Ironwood’s Staggering Performance: 42.5 Exaflops of Inference Power

Ironwood’s Staggering Performance: 42.5 Exaflops of Inference Power
  • calendar_today August 17, 2025
  • Technology

In a significant stride towards the future of artificial intelligence, Google has unveiled its latest custom-designed processor: As the seventh evolution of its Tensor Processing Unit design, Google introduced the Ironwood TPU. The new chip has been engineered to handle Google’s most advanced Gemini models’ increasing computational needs, which require complex reasoning abilities that Google terms as “thinking.”

Google consistently emphasizes how its complex AI models work hand in hand with their precisely engineered infrastructure. Ironwood proves to be a central element within this system by delivering substantial increases in inference speed and broader contextual understanding for these advanced AI models. The company touts Ironwood as their most scalable and powerful TPU to date to establish a new age where AI systems can actively interact with users by autonomously finding information and producing relevant responses. Google embraces a proactive user-centered approach as the foundation of “agentic AI,” while Ironwood stands as the critical force propelling this “age of inference.”

Ironwood: Powering the Next Generation of AI

Ironwood achieves significant throughput improvements when compared to earlier TPU models. Google’s deployment strategy aims to build gigantic clusters with liquid cooling systems that contain as many as 9,216 Ironwood chips. The new upgraded Inter-Chip Interconnect (ICI) enables vast computational arrays to perform efficient seamless data transfers at high bandwidth throughout the system.

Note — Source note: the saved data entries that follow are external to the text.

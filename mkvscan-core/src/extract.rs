//! Metadata extraction: from raw ffprobe output to one [`VideoRecord`].
//!
//! Extraction never fails. Any parse anomaly degrades the corresponding field
//! to absent/empty instead of aborting, so a malformed file still produces a
//! (mostly empty) record.

use crate::classify::{QualityTier, TierLadder};
use crate::external::{ProbeOutput, ProbeStream};
use serde::Serialize;

/// Normalized metadata for one probed file. Created fresh per file, populated
/// once, then handed to the presentation layer; never mutated afterwards.
#[derive(Debug, Clone, Serialize)]
pub struct VideoRecord {
    /// Base name of the file, for presentation only.
    pub display_name: String,
    pub width: Option<u32>,
    pub height: Option<u32>,
    /// Decimal frame rate string derived from ffprobe's rational, e.g.
    /// "23.976" or "30". Absent when the rational is 0/0 or unparsable.
    pub frame_rate: Option<String>,
    pub video_codec: Option<String>,
    /// One label per audio stream, in report order: "eng (aac)" or bare "eng".
    pub audio_tracks: Vec<String>,
    /// One label per subtitle stream, in report order.
    pub subtitle_tracks: Vec<String>,
    /// `Unknown` exactly when `width` is absent.
    pub quality: QualityTier,
}

impl VideoRecord {
    /// The all-absent record used when probing failed entirely.
    pub fn unavailable(display_name: impl Into<String>) -> Self {
        Self {
            display_name: display_name.into(),
            width: None,
            height: None,
            frame_rate: None,
            video_codec: None,
            audio_tracks: Vec::new(),
            subtitle_tracks: Vec::new(),
            quality: QualityTier::Unknown,
        }
    }

    /// Resolution as "WxH" when both dimensions are known.
    pub fn resolution(&self) -> Option<String> {
        match (self.width, self.height) {
            (Some(w), Some(h)) => Some(format!("{w}x{h}")),
            _ => None,
        }
    }
}

/// Builds a record from probe output. The first video stream supplies
/// width/height/codec/frame-rate; every audio and subtitle stream contributes
/// one track label, in the order ffprobe reports them.
pub fn extract_record(display_name: &str, probe: &ProbeOutput, ladder: &TierLadder) -> VideoRecord {
    let mut record = VideoRecord::unavailable(display_name);
    let mut video_seen = false;

    for stream in &probe.streams {
        match stream.codec_type.as_deref() {
            Some("video") if !video_seen => {
                video_seen = true;
                record.width = dimension(stream.width);
                record.height = dimension(stream.height);
                record.video_codec = stream.codec_name.clone();
                record.frame_rate = stream.avg_frame_rate.as_deref().and_then(format_frame_rate);
            }
            Some("audio") => record.audio_tracks.push(track_label(stream)),
            Some("subtitle") => record.subtitle_tracks.push(track_label(stream)),
            _ => {}
        }
    }

    if let Some(width) = record.width {
        record.quality = ladder.classify(width);
    }

    record
}

fn dimension(value: Option<i64>) -> Option<u32> {
    value.and_then(|v| u32::try_from(v).ok())
}

/// "<language> (<codec>)", or the bare language when the codec is unknown.
/// Untagged streams default to "und", matching ffprobe's own convention.
fn track_label(stream: &ProbeStream) -> String {
    let language = stream
        .tags
        .as_ref()
        .and_then(|t| t.language.as_deref())
        .unwrap_or("und");
    match stream.codec_name.as_deref() {
        Some(codec) => format!("{language} ({codec})"),
        None => language.to_string(),
    }
}

/// Derives a decimal frame rate from ffprobe's "num/den" rational.
///
/// Formats to 3 fractional digits and strips trailing zeros, so 24000/1001
/// becomes "23.976" and 30/1 becomes "30". Returns None for a zero
/// denominator or anything that is not two integers split by '/'.
fn format_frame_rate(raw: &str) -> Option<String> {
    let (num, den) = raw.split_once('/')?;
    let num: i64 = num.trim().parse().ok()?;
    let den: i64 = den.trim().parse().ok()?;
    if den == 0 {
        return None;
    }

    let mut text = format!("{:.3}", num as f64 / den as f64);
    while text.ends_with('0') {
        text.pop();
    }
    if text.ends_with('.') {
        text.pop();
    }
    Some(text)
}
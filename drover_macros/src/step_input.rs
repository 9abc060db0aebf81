use crate::serde_attrs::{container_attrs, field_attrs};
use proc_macro2::TokenStream;
use quote::quote;
use syn::{Data, DeriveInput, Fields};

const RUN_KEY: &str = "run";

pub(crate) fn expand(input: &DeriveInput) -> syn::Result<TokenStream> {
    let name = &input.ident;
    let fields = match &input.data {
        Data::Struct(data) => match &data.fields {
            Fields::Named(fields) => &fields.named,
            _ => {
                return Err(syn::Error::new_spanned(
                    name,
                    "StepInput can only be derived for structs with named fields",
                ))
            }
        },
        _ => {
            return Err(syn::Error::new_spanned(
                name,
                "StepInput can only be derived for structs",
            ))
        }
    };

    let container = container_attrs(&input.attrs)?;
    let mut has_run = false;
    let mut deps: Vec<String> = Vec::new();

    for field in fields {
        let attrs = field_attrs(&field.attrs)?;
        if attrs.flatten {
            return Err(syn::Error::new_spanned(
                field,
                "StepInput does not support #[serde(flatten)] fields",
            ));
        }
        if attrs.skip {
            continue;
        }

        let Some(ident) = &field.ident else { continue };
        let raw = ident.to_string();
        let field_name = raw.strip_prefix("r#").unwrap_or(&raw);
        let key = match (attrs.rename, container.rename_all) {
            (Some(rename), _) => rename,
            (None, Some(rule)) => rule.apply(field_name),
            (None, None) => field_name.to_string(),
        };

        if key == RUN_KEY {
            has_run = true;
        } else if deps.contains(&key) {
            return Err(syn::Error::new_spanned(
                field,
                format!("two fields deserialize from the key \"{key}\""),
            ));
        } else {
            deps.push(key);
        }
    }

    if !has_run {
        return Err(syn::Error::new_spanned(
            name,
            "StepInput requires a field that deserializes from the key \"run\"",
        ));
    }

    let (impl_generics, ty_generics, where_clause) = input.generics.split_for_impl();
    Ok(quote! {
        #[automatically_derived]
        impl #impl_generics ::drover::graph::StepInput for #name #ty_generics #where_clause {
            fn dependency_slugs() -> ::core::option::Option<&'static [&'static str]> {
                ::core::option::Option::Some(&[#(#deps),*])
            }
        }
    })
}
use crate::storage::{HeartbeatStatus, Result, Store, WorkerRow};
use std::sync::Arc;
use std::time::Duration;
use tokio::time::Instant;
use tracing::debug;

/// Rate-limited liveness signal for one registered worker.
///
/// The first call always reaches the store; later calls are skipped until
/// `interval` has passed since the last successful send. A failed send is
/// retried on the next call.
pub struct Heartbeat {
    interval: Duration,
    store: Arc<dyn Store>,
    worker: WorkerRow,
    last_sent: Option<Instant>,
}

impl Heartbeat {
    pub fn new(interval: Duration, store: Arc<dyn Store>, worker: WorkerRow) -> Self {
        Self {
            interval,
            store,
            worker,
            last_sent: None,
        }
    }

    /// Sends a heartbeat if one is due.
    ///
    /// Returns `None` when the call was skipped, otherwise the store's
    /// answer.
    pub async fn send(&mut self) -> Result<Option<HeartbeatStatus>> {
        let now = Instant::now();
        if let Some(last) = self.last_sent {
            if now.duration_since(last) < self.interval {
                return Ok(None);
            }
        }

        let status = self.store.send_heartbeat(&self.worker).await?;
        self.last_sent = Some(now);
        debug!(
            worker_id = %self.worker.worker_id,
            is_deprecated = status.is_deprecated,
            "heartbeat sent"
        );
        Ok(Some(status))
    }

    pub fn worker(&self) -> &WorkerRow {
        &self.worker
    }
}

#[cfg(test)]
mod tests {
    use super::*;
    use crate::storage::{InMemoryStore, StoreOp};
    use uuid::Uuid;

    async fn setup() -> (Arc<InMemoryStore>, Heartbeat) {
        let store = Arc::new(InMemoryStore::new());
        let row = store
            .register_worker("q", Uuid::new_v4(), "test")
            .await
            .unwrap();
        let heartbeat = Heartbeat::new(Duration::from_secs(5), store.clone(), row);
        (store, heartbeat)
    }

    #[tokio::test(start_paused = true)]
    async fn test_first_send_is_immediate() {
        let (store, mut heartbeat) = setup().await;
        let status = heartbeat.send().await.unwrap();
        assert_eq!(status, Some(HeartbeatStatus { is_deprecated: false }));
        assert_eq!(store.call_count(StoreOp::SendHeartbeat), 1);
    }

    #[tokio::test(start_paused = true)]
    async fn test_sends_are_rate_limited() {
        let (store, mut heartbeat) = setup().await;
        heartbeat.send().await.unwrap();

        tokio::time::advance(Duration::from_millis(4999)).await;
        assert_eq!(heartbeat.send().await.unwrap(), None);
        assert_eq!(store.call_count(StoreOp::SendHeartbeat), 1);

        tokio::time::advance(Duration::from_millis(1)).await;
        assert!(heartbeat.send().await.unwrap().is_some());
        assert_eq!(store.call_count(StoreOp::SendHeartbeat), 2);
    }

    #[tokio::test(start_paused = true)]
    async fn test_failed_send_is_retried_next_call() {
        let (store, mut heartbeat) = setup().await;
        store.fail_on(StoreOp::SendHeartbeat);
        assert!(heartbeat.send().await.is_err());

        store.recover(StoreOp::SendHeartbeat);
        assert!(heartbeat.send().await.unwrap().is_some());
        assert_eq!(store.call_count(StoreOp::SendHeartbeat), 2);
    }

    #[tokio::test(start_paused = true)]
    async fn test_reports_deprecation() {
        let (store, mut heartbeat) = setup().await;
        store.deprecate_workers("q");
        let status = heartbeat.send().await.unwrap().unwrap();
        assert!(status.is_deprecated);
    }
}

Google will provide access to this powerful processing capability for both its internal R&D teams and external cloud-based developers. Ironwood will be available in two distinct configurations: Ironwood provides two distinct configurations including a 256-chip server capable of handling moderate AI workloads and a massive 9,216-chip cluster designed for the most challenging AI tasks.

The fully configured Ironwood pod demonstrates incredible processing power by achieving 42.5 Exaflops of inference computing. Each Ironwood chip achieves a peak performance of 4,614 TFLOPs, which represents a major improvement over earlier TPU versions, as Google states. The memory architecture has experienced a significant upgrade, leading to each Ironwood chip containing 192GB of memory, which represents a sixfold improvement from the memory capacity of the Trillium TPU. The memory bandwidth has increased four and a half times, reaching a remarkable speed of 7.2 Tbps.

Decoding the Performance Metrics

Performance evaluations of AI chips require careful analysis because benchmarking methods vary widely. Google evaluates Ironwood’s performance mainly using FP8 precision as its standard measurement. Google claims its Ironwood “pods” achieve a 24 times faster performance than segments of leading supercomputers, but consumers should approach this statement carefully since many of those supercomputers do not have native FP8 hardware capability.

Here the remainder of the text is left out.